Bekker's Blog

Blog archive

Is Microsoft Cracking Down on 'Gold Certified' Partners?

Earlier this month, Eric Ligman keyed in an uncharacteristically menacing blog entry reminding Microsoft partners that they shouldn't be using the retired Microsoft Certified and Microsoft Gold Certified partner logos.

"To answer a question I received from a couple of partners this week and last week, yes, those email/web messages that you received saying they are from me advising you that you need to remove any and all 'Microsoft Gold Certified partner' or 'Microsoft Certified partner' logos that you still have on your websites, in your tweets, in your new press releases, etc. right away really are coming directly from me," wrote Ligman, the director of Partner Experience for Microsoft Corp.

"Also, yes, when you see the phrase, 'you are out of compliance with the Microsoft Partner Network program guidelines' in those messages, it means exactly that, you are out of compliance and need to address these items right away," Ligman wrote in the entry, which featured large red "X"s over the outdated logos.

Given that there were rumblings among Microsoft Worldwide Partner Group executives last year about policing the partner logos more aggressively, I wondered if Ligman's post was part of a broader effort to eliminate all use of the Gold Certified and Certified logos.

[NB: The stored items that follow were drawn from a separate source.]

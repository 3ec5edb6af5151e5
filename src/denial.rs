//! Signed denial artifacts: the record left behind when a bundle or policy
//! update is quarantined or rejected.

use crate::canon::{canonical_json, sha256_hex, timestamp};
use crate::crypto;
use crate::fslock::atomic_write;
use ed25519_dalek::SigningKey;
use serde::{Deserialize, Serialize};
use std::fs;
use std::io;
use std::path::Path;
use time::OffsetDateTime;

/// What kind of artifact a denial concerns.
#[derive(Debug, Clone, Copy, PartialEq, Eq, Serialize, Deserialize)]
#[serde(rename_all = "snake_case")]
pub enum SubjectType {
    /// A claim bundle.
    Bundle,
    /// A policy update.
    PolicyUpdate,
    /// Anything else (e.g. a trust-anchor entry).
    Other,
}

/// A signed record of why something was denied.
#[derive(Debug, Clone, Serialize, Deserialize)]
pub struct DenialArtifact {
    /// Always `village_trust.denial.v1`.
    #[serde(default = "default_format")]
    pub format: String,
    /// When the denial was recorded.
    #[serde(with = "timestamp")]
    pub ts: OffsetDateTime,
    /// The village this denial concerns.
    pub village_id: String,
    /// Who triggered the check that produced this denial, if known.
    #[serde(default)]
    pub actor: Option<String>,
    /// What kind of artifact was denied.
    pub subject_type: SubjectType,
    /// The denied artifact's id (`bundle_id` or `policy_hash`).
    pub subject_id: String,
    /// Human-readable reason, verbatim.
    pub reason: String,
    /// Free-form additional context.
    #[serde(default)]
    pub meta: serde_json::Value,
    /// `sha256_hex(C(artifact with artifact_hash/signature removed))`.
    #[serde(default)]
    pub artifact_hash: String,
    /// Base64 Ed25519 signature, present iff a node key was configured.
    #[serde(default)]
    pub signature: Option<String>,
}

fn default_format() -> String {
    "village_trust.denial.v1".to_string()
}

fn payload_for_hashing(artifact: &DenialArtifact) -> serde_json::Value {
    let mut value = serde_json::to_value(artifact).expect("DenialArtifact always serializes");
    if let Some(obj) = value.as_object_mut() {
        obj.remove("artifact_hash");
        obj.remove("signature");
    }
    value
}

/// Builds a denial artifact, hashing it and signing it if `signing_key` is
/// given. Absence of a node key disables the signature without failing the
/// operation.
pub fn build(
    village_id: &str,
    subject_type: SubjectType,
    subject_id: &str,
    reason: &str,
    actor: Option<&str>,
    meta: serde_json::Value,
    signing_key: Option<&SigningKey>,
    ts: OffsetDateTime,
) -> DenialArtifact {
    let mut artifact = DenialArtifact {
        format: default_format(),
        ts,
        village_id: village_id.to_string(),
        actor: actor.map(String::from),
        subject_type,
        subject_id: subject_id.to_string(),
        reason: reason.to_string(),
        meta,
        artifact_hash: String::new(),
        signature: None,
    };
    let payload = canonical_json(&payload_for_hashing(&artifact));
    artifact.artifact_hash = sha256_hex(&payload);
    if let Some(key) = signing_key {
        let signature = crypto::sign_payload(key, &payload);
        artifact.signature = Some(crypto::encode_signature_base64(&signature));
    }
    artifact
}

/// Writes `artifact` to `path` atomically.
pub fn write(path: &Path, artifact: &DenialArtifact) -> io::Result<()> {
    if let Some(parent) = path.parent() {
        fs::create_dir_all(parent)?;
    }
    let body = serde_json::to_vec_pretty(artifact)?;
    atomic_write(path, &body)
}

/// True iff `artifact.artifact_hash` matches its own content.
pub fn hash_matches(artifact: &DenialArtifact) -> bool {
    let payload = canonical_json(&payload_for_hashing(artifact));
    artifact.artifact_hash == sha256_hex(&payload)
}

/// Verifies `artifact`'s signature against `public_key_b64`, if one is
/// present; an unsigned artifact (no node key was configured) always
/// verifies its hash but reports `false` for signature presence.
pub fn verify(artifact: &DenialArtifact, public_key_b64: &str) -> bool {
    if !hash_matches(artifact) {
        return false;
    }
    let signature = match &artifact.signature {
        Some(sig) => sig,
        None => return false,
    };
    let payload = canonical_json(&payload_for_hashing(artifact));
    crypto::verify_signature_base64(public_key_b64, &payload, signature).unwrap_or(false)
}

#[cfg(test)]
mod tests {
    use super::*;
    use crate::crypto::generate_signing_key;
    use tempfile::tempdir;

    fn ts(secs: i64) -> OffsetDateTime {
        OffsetDateTime::from_unix_timestamp(1_700_000_000 + secs).unwrap()
    }

    #[test]
    fn signed_artifact_hash_and_signature_both_verify() {
        let key = generate_signing_key();
        let artifact = build(
            "v1",
            SubjectType::Bundle,
            "abc123",
            "bundle window_days=60 exceeds max_window_days=30",
            None,
            serde_json::json!({}),
            Some(&key),
            ts(0),
        );
        assert!(hash_matches(&artifact));
        let pk = crypto::encode_public_key_base64(&key.verifying_key());
        assert!(verify(&artifact, &pk));
    }

    #[test]
    fn unsigned_artifact_still_hashes_but_never_verifies() {
        let artifact = build(
            "v1",
            SubjectType::PolicyUpdate,
            "policyhash",
            "quorum not met",
            None,
            serde_json::json!({}),
            None,
            ts(0),
        );
        assert!(hash_matches(&artifact));
        assert!(artifact.signature.is_none());
    }

    #[test]
    fn write_then_read_round_trips() {
        let dir = tempdir().unwrap();
        let artifact = build(
            "v1",
            SubjectType::Bundle,
            "abc123",
            "replay detected",
            Some("node"),
            serde_json::json!({"k": "v"}),
            None,
            ts(0),
        );
        let path = dir.path().join("abc123.denial.json");
        write(&path, &artifact).unwrap();
        let text = fs::read_to_string(&path).unwrap();
        let back: DenialArtifact = serde_json::from_str(&text).unwrap();
        assert_eq!(back.artifact_hash, artifact.artifact_hash);
    }
}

Microsoft stopped issuing new Certified and Gold Certified partner designations by November 2010 and all grandfathered authorization of the logos ended nearly four months ago on Nov. 1, 2011. Partners now earn either "Gold" or "Silver" for their expertise in specific competencies; there are no longer broad company-level partner certifications.

I e-mailed Ligman, a genuinely nice guy, asking for an interview about his new role as a logo enforcer. Microsoft's PR agency redirected me to Karl Noakes, who spoke to me by phone from the back of a taxi in Paris, where he was meeting with partners this week.

Noakes, general manager of Microsoft Worldwide Partner Strategy and Programs, said there's no coordinated effort to get partners compliant on logos. The Ligman e-mails, and some of his own, are one-off notes related to specific partner sites or communications that they happen to notice.

"We work with our partners on trust. There's a set of policies and brand guidelines that they sign up for, and we trust that they'll honor those," Noakes said. "I think we're on track, and we're pretty pleased with the uptake on the new logos."

Noakes isn't sure how many of Microsoft's formerly tens of thousands of Certified and Gold Certified partners are still using old logos. "We haven't gone out there and quantified it; there's no easy way to do that," he said. Generally, though, he added, "I don't see it as a particular problem."

Meanwhile, Ligman abandoned sticks and returned to his usual emphasis on carrots this week with a post pulling together different existing resources to help partners promote themselves when they achieve Gold and Silver competencies.

Of course, anytime you're promoting new competencies, we'd like to hear about it.